A l'heure où tout le pays vibre au rythme de l'écologie, cette prise de conscience collective dédiée en hommage à la Journée de la Terre et de l'environnement, ne semble émouvoir que très peu les décideurs de la ville d'El Jadida.
 Certes, la commune urbaine s'est soudainement rappelée que les dizaines de palmiers, mort-nés, et qui sont censés ornementer l'esplanade de la corniche, font tout bonnement figure d'épouvantails, à défaut de s'imposer en tant qu'espace vert et agréable à vivre. Le remplacement de ces tutelles par d'autres palmiers plus frais, quoique appréciable, nous fait beaucoup plus penser à un acte de présence lié à une circonstance bien déterminée, que le plus souvent on signe, sans pour autant adhérer consciencieusement au reste du cours.
 En passant à côté de l'abcès le plus douloureux qui n'arrête pas de tirailler la ville depuis le début des années 90, on peut dire que les responsables d'El Jadida ont une fois de plus raté le coche…une fois de trop.
 Le marécage du quartier Al Kalâa ou le chantier de la honte qui trône au centre d'une ville censée faire du tourisme son cheval de bataille est supposé représenter la priorité des priorités en matière d'actions pour la sauvegarde de l'environnement et partant, la santé de la population locale. Mais honni soit qui mal y pense, la corde écologique est loin d'être titillée par nos politiciens.
 Pourtant, tous les espoirs des habitants de ce « maudit quartier », qui endurent le pire des préjudices depuis près de vingt ans, s‘étaient accrochés au grand élan exprimé de nos jours par les composantes du pays et croyaient fortement que les instances concernées allaient enfin être sensibilisées aux problèmes dont ils souffrent malgré leurs multiples et légitimes manifestations pacifiques.
 Aussi, l'éternelle question que l'on se pose aujourd'hui comme par le passé, c'est de connaître au moins les raisons occultes qui ne cessent de bloquer le règlement d'un dossier sur lequel ont achoppé les tergiversations de cinq présidents municipaux, les promesses de cinq gouverneurs, des centaines de dénonciations par voix de presse écrite, des reportages télévisés, sans compter les correspondances dont ont été saisis tous les départements concernés par la problématique de la santé et l'environnement.

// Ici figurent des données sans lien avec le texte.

// src/main.rs

//! Node binary entry point.

use std::path::PathBuf;
use std::sync::Arc;
use tangled_node::{NodeConfig, TangledNode};

#[tokio::main]
async fn main() -> Result<(), Box<dyn std::error::Error>> {
    tracing_subscriber::fmt::init();

    tracing::info!("tangled node starting");
    tracing::info!(version = tangled_node::NODE_VERSION, "version");

    let config_path = std::env::var("TANGLED_NODE_CONFIG")
        .map(PathBuf::from)
        .unwrap_or_else(|_| PathBuf::from("node_config.json"));

    let config = if config_path.exists() {
        NodeConfig::from_file(&config_path)?
    } else {
        let config = NodeConfig::default();
        config.save_to_file(&config_path)?;
        config
    };

    let node = Arc::new(TangledNode::new(config).await?);
    tracing::info!(id = %node.id(), "node ready");

    let running = node.clone();
    tokio::spawn(async move {
        if tokio::signal::ctrl_c().await.is_ok() {
            tracing::info!("shutdown signal received");
            if let Err(e) = running.stop().await {
                tracing::error!(error = %e, "error during shutdown");
            }
        }
    });

    node.run().await?;
    node.save().await?;

    Ok(())
}
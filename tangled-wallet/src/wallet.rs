// src/wallet.rs

//! A single-keypair wallet: address derivation, signing, and
//! transaction-message construction against a tangle handle.

use crate::errors::{Result, WalletError};
use serde::{Deserialize, Serialize};
use std::fs;
use std::path::{Path, PathBuf};
use tangled_core::message::Payload;
use tangled_core::tangle::Tangle;
use tangled_core::Message;
use tangled_crypto::keys::{self, KeyPair, PRIVATE_KEY_SIZE};
use tangled_crypto::{address, CryptoError};

/// On-disk representation of a wallet's private key
#[derive(Serialize, Deserialize)]
struct WalletFile {
    version: u32,
    private_key: String,
}

/// A wallet: one ECDSA keypair, the address it derives, and the
/// operations to query a balance and build signed transaction messages
/// against a tangle.
#[derive(Clone)]
pub struct Wallet {
    keypair: KeyPair,
    address: String,
}

impl Wallet {
    /// Generates a new wallet with a fresh random keypair
    ///
    /// # Example
    /// ```
    /// use tangled_wallet::Wallet;
    ///
    /// let wallet = Wallet::generate();
    /// assert!(wallet.address().starts_with('T'));
    /// ```
    pub fn generate() -> Self {
        let keypair = keys::generate_keypair();
        Self::from_keypair(keypair)
    }

    /// Builds a wallet from an already-generated keypair
    pub fn from_keypair(keypair: KeyPair) -> Self {
        let address = address::address_from_public_key(&keypair.public_key);
        Self { keypair, address }
    }

    /// Restores a wallet from a raw 32-byte private key
    pub fn from_private_key(private_key: &[u8; PRIVATE_KEY_SIZE]) -> Result<Self> {
        let keypair = keys::keypair_from_private_key(private_key)?;
        Ok(Self::from_keypair(keypair))
    }

    /// This wallet's tangle address
    pub fn address(&self) -> &str {
        &self.address
    }

    /// The raw private key, for callers that need to persist it
    /// themselves rather than through [`Wallet::save_to_file`]
    pub fn private_key(&self) -> [u8; PRIVATE_KEY_SIZE] {
        self.keypair.private_key()
    }

    /// Signs arbitrary data with this wallet's keypair
    pub fn sign(&self, data: &[u8]) -> Result<Vec<u8>> {
        Ok(keys::sign(data, &self.keypair)?)
    }

    /// Verifies that `signature` over `data` was produced by the
    /// keypair behind `address`
    pub fn verify(address: &str, data: &[u8], signature: &[u8]) -> Result<bool> {
        let public_key = address::address_to_public_key(address)?;
        Ok(keys::verify(data, signature, &public_key)?)
    }

    /// Current confirmed balance of this wallet's address
    pub fn balance(&self, tangle: &Tangle) -> i64 {
        tangle.get_balance(&self.address)
    }

    /// Builds, signs, and proof-of-works a transaction message sending
    /// `amt` to `receiver`, selecting parents and an issuer index from
    /// `tangle`
    ///
    /// Does not submit the message anywhere; the caller is expected to
    /// hand the result to a node for admission and gossip.
    pub fn create_transaction(
        &self,
        tangle: &mut Tangle,
        receiver: &str,
        amt: i64,
    ) -> Result<Message> {
        if !address::is_valid_address(receiver) {
            return Err(WalletError::InvalidAddress(receiver.to_string()));
        }

        let balance = self.balance(tangle);
        if balance < amt {
            return Err(WalletError::InsufficientBalance {
                required: amt,
                available: balance,
            });
        }

        let parents = tangle.select_tips();
        let index = tangle.next_index(&self.address);

        let mut msg = Message::new(
            self.address.clone(),
            index,
            Payload::Transaction {
                receiver: receiver.to_string(),
                amt,
            },
            parents,
        );

        let difficulty = tangle.get_difficulty(&msg);
        msg.do_work(difficulty)?;
        msg.sign(&self.keypair)?;

        Ok(msg)
    }

    /// Saves this wallet's private key to `path` as JSON
    pub fn save_to_file<P: AsRef<Path>>(&self, path: P) -> Result<()> {
        let file = WalletFile {
            version: crate::WALLET_VERSION,
            private_key: hex::encode(self.private_key()),
        };
        let json = serde_json::to_string_pretty(&file)?;
        fs::write(path, json)?;
        Ok(())
    }

    /// Loads a wallet's private key back from a file written by
    /// [`Wallet::save_to_file`]
    pub fn load_from_file<P: AsRef<Path>>(path: P) -> Result<Self> {
        let json = fs::read_to_string(&path)
            .map_err(|_| WalletError::FileNotFound(format!("{}", path.as_ref().display())))?;
        let file: WalletFile = serde_json::from_str(&json)?;

        let bytes = hex::decode(&file.private_key)
            .map_err(|e| WalletError::InvalidWalletFile(format!("bad private key hex: {}", e)))?;
        let private_key: [u8; PRIVATE_KEY_SIZE] = bytes
            .try_into()
            .map_err(|_| WalletError::InvalidWalletFile("private key wrong length".to_string()))?;

        Self::from_private_key(&private_key)
    }

    /// Default directory wallet files are stored under, `~/.tangled-wallet`
    pub fn default_directory() -> Result<PathBuf> {
        let home = directories::UserDirs::new().ok_or_else(|| {
            WalletError::Crypto(CryptoError::InvalidInput("cannot find home directory".to_string()))
        })?;
        Ok(home.home_dir().join(crate::WALLET_DIR))
    }
}

#[cfg(test)]
mod tests {
    use super::*;
    use tempfile::TempDir;

    fn funded_tangle(receiver: &str, amt: i64) -> Tangle {
        let mut tangle = Tangle::new(10_000, 3600);
        let keypair = keys::generate_keypair();
        let issuer = address::address_from_public_key(&keypair.public_key);
        let mut parents = std::collections::HashMap::new();
        parents.insert(tangle.genesis().hash.clone(), false);

        let mut msg = Message::new(
            issuer,
            0,
            Payload::Transaction {
                receiver: receiver.to_string(),
                amt,
            },
            parents,
        );
        msg.do_work(1).unwrap();
        msg.sign(&keypair).unwrap();
        tangle.add_msg(msg, std::collections::HashSet::new()).unwrap();
        tangle
    }

    #[test]
    fn test_generate_wallet() {
        let wallet = Wallet::generate();
        assert!(wallet.address().starts_with('T'));
    }

    #[test]
    fn test_from_private_key_roundtrip() {
        let wallet = Wallet::generate();
        let restored = Wallet::from_private_key(&wallet.private_key()).unwrap();
        assert_eq!(wallet.address(), restored.address());
    }

    #[test]
    fn test_sign_and_verify() {
        let wallet = Wallet::generate();
        let data = b"payload";
        let sig = wallet.sign(data).unwrap();
        assert!(Wallet::verify(wallet.address(), data, &sig).unwrap());
    }

    #[test]
    fn test_balance_against_tangle() {
        let wallet = Wallet::generate();
        let tangle = funded_tangle(wallet.address(), 500);
        assert_eq!(wallet.balance(&tangle), 500);
    }

    #[test]
    fn test_create_transaction() {
        let wallet = Wallet::generate();
        let mut tangle = funded_tangle(wallet.address(), 1000);
        let receiver = Wallet::generate();

        let tx = wallet
            .create_transaction(&mut tangle, receiver.address(), 100)
            .unwrap();

        assert_eq!(tx.payload.amount(), 100);
        assert_eq!(tx.payload.receiver(), receiver.address());
        assert!(tx.is_signature_valid().unwrap());
    }

    #[test]
    fn test_create_transaction_rejects_invalid_address() {
        let wallet = Wallet::generate();
        let mut tangle = funded_tangle(wallet.address(), 1000);

        let result = wallet.create_transaction(&mut tangle, "not-an-address", 100);
        assert!(matches!(result, Err(WalletError::InvalidAddress(_))));
    }

    #[test]
    fn test_create_transaction_rejects_insufficient_balance() {
        let wallet = Wallet::generate();
        let mut tangle = funded_tangle(wallet.address(), 10);
        let receiver = Wallet::generate();

        let result = wallet.create_transaction(&mut tangle, receiver.address(), 1000);
        assert!(matches!(
            result,
            Err(WalletError::InsufficientBalance { .. })
        ));
    }

    #[test]
    fn test_save_and_load_from_file() {
        let temp_dir = TempDir::new().unwrap();
        let path = temp_dir.path().join("wallet.json");

        let wallet = Wallet::generate();
        wallet.save_to_file(&path).unwrap();

        let loaded = Wallet::load_from_file(&path).unwrap();
        assert_eq!(wallet.address(), loaded.address());
    }

    #[test]
    fn test_load_missing_file() {
        let result = Wallet::load_from_file("/nonexistent/wallet.json");
        assert!(matches!(result, Err(WalletError::FileNotFound(_))));
    }
}
// src/state.rs

//! Per-address balance ledger.
//!
//! A [`TangleState`] is folded incrementally as messages are applied to
//! (or removed from) the main tangle, and merged when a branch swap
//! pulls a conflicting branch's effects into place.

use crate::message::{Message, Payload};
use std::collections::HashMap;

/// Balance ledger keyed by address
#[derive(Clone, Debug, Default, PartialEq)]
pub struct TangleState {
    balances: HashMap<String, i64>,
}

impl TangleState {
    /// An empty ledger
    pub fn new() -> Self {
        Self::default()
    }

    /// Returns an address's balance, or zero if it has never received value
    pub fn get_balance(&self, address: &str) -> i64 {
        *self.balances.get(address).unwrap_or(&0)
    }

    /// Applies (or, with `add = false`, unwinds) a message's effect
    ///
    /// The issuer's balance is debited and the payload's receiver is
    /// credited; the genesis message (`node_id == "0"`) only credits.
    pub fn update_tx_on_tangle(&mut self, msg: &Message, add: bool) {
        let mut amt = msg.payload.amount();
        if !add {
            amt = -amt;
        }

        if msg.node_id != "0" {
            let sender_balance = self.get_balance(&msg.node_id) - amt;
            if sender_balance == 0 {
                self.balances.remove(&msg.node_id);
            } else {
                self.balances.insert(msg.node_id.clone(), sender_balance);
            }
        }

        let receiver = msg.payload.receiver().to_string();
        let receiver_balance = self.get_balance(&receiver) + amt;
        self.balances.insert(receiver, receiver_balance);
    }

    /// Merges another state's balances into (or, with `add = false`, out
    /// of) this one
    pub fn merge(&self, other: &TangleState, add: bool) -> TangleState {
        let mut keys: Vec<&String> = self.balances.keys().collect();
        keys.extend(other.balances.keys());

        let mut balances = HashMap::new();
        for key in keys {
            let lhs = self.get_balance(key);
            let rhs = other.get_balance(key);
            let merged = if add { lhs + rhs } else { lhs - rhs };
            if merged != 0 {
                balances.insert(key.clone(), merged);
            }
        }

        TangleState { balances }
    }
}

 Pour la petite histoire, rappelons qu'au départ, ce projet inscrit sous le nom de Galerie Al Kalâa, devrait abriter une surface commerciale de trois étages, composée de 166 magasins, deux cafés et huit bureaux, en plus d'un vaste parking en sous-sol. Sa réalisation était prévue dans le cadre d'un partenariat entre une banque de la place, dont la participation devait être de 24.000.000 DH, remboursables en 4 ans, et la municipalité qui devait engager 10.000.000 DH. Le montant global du projet, en tenant compte des études techniques, étant de l'ordre de 50.000.000 DH.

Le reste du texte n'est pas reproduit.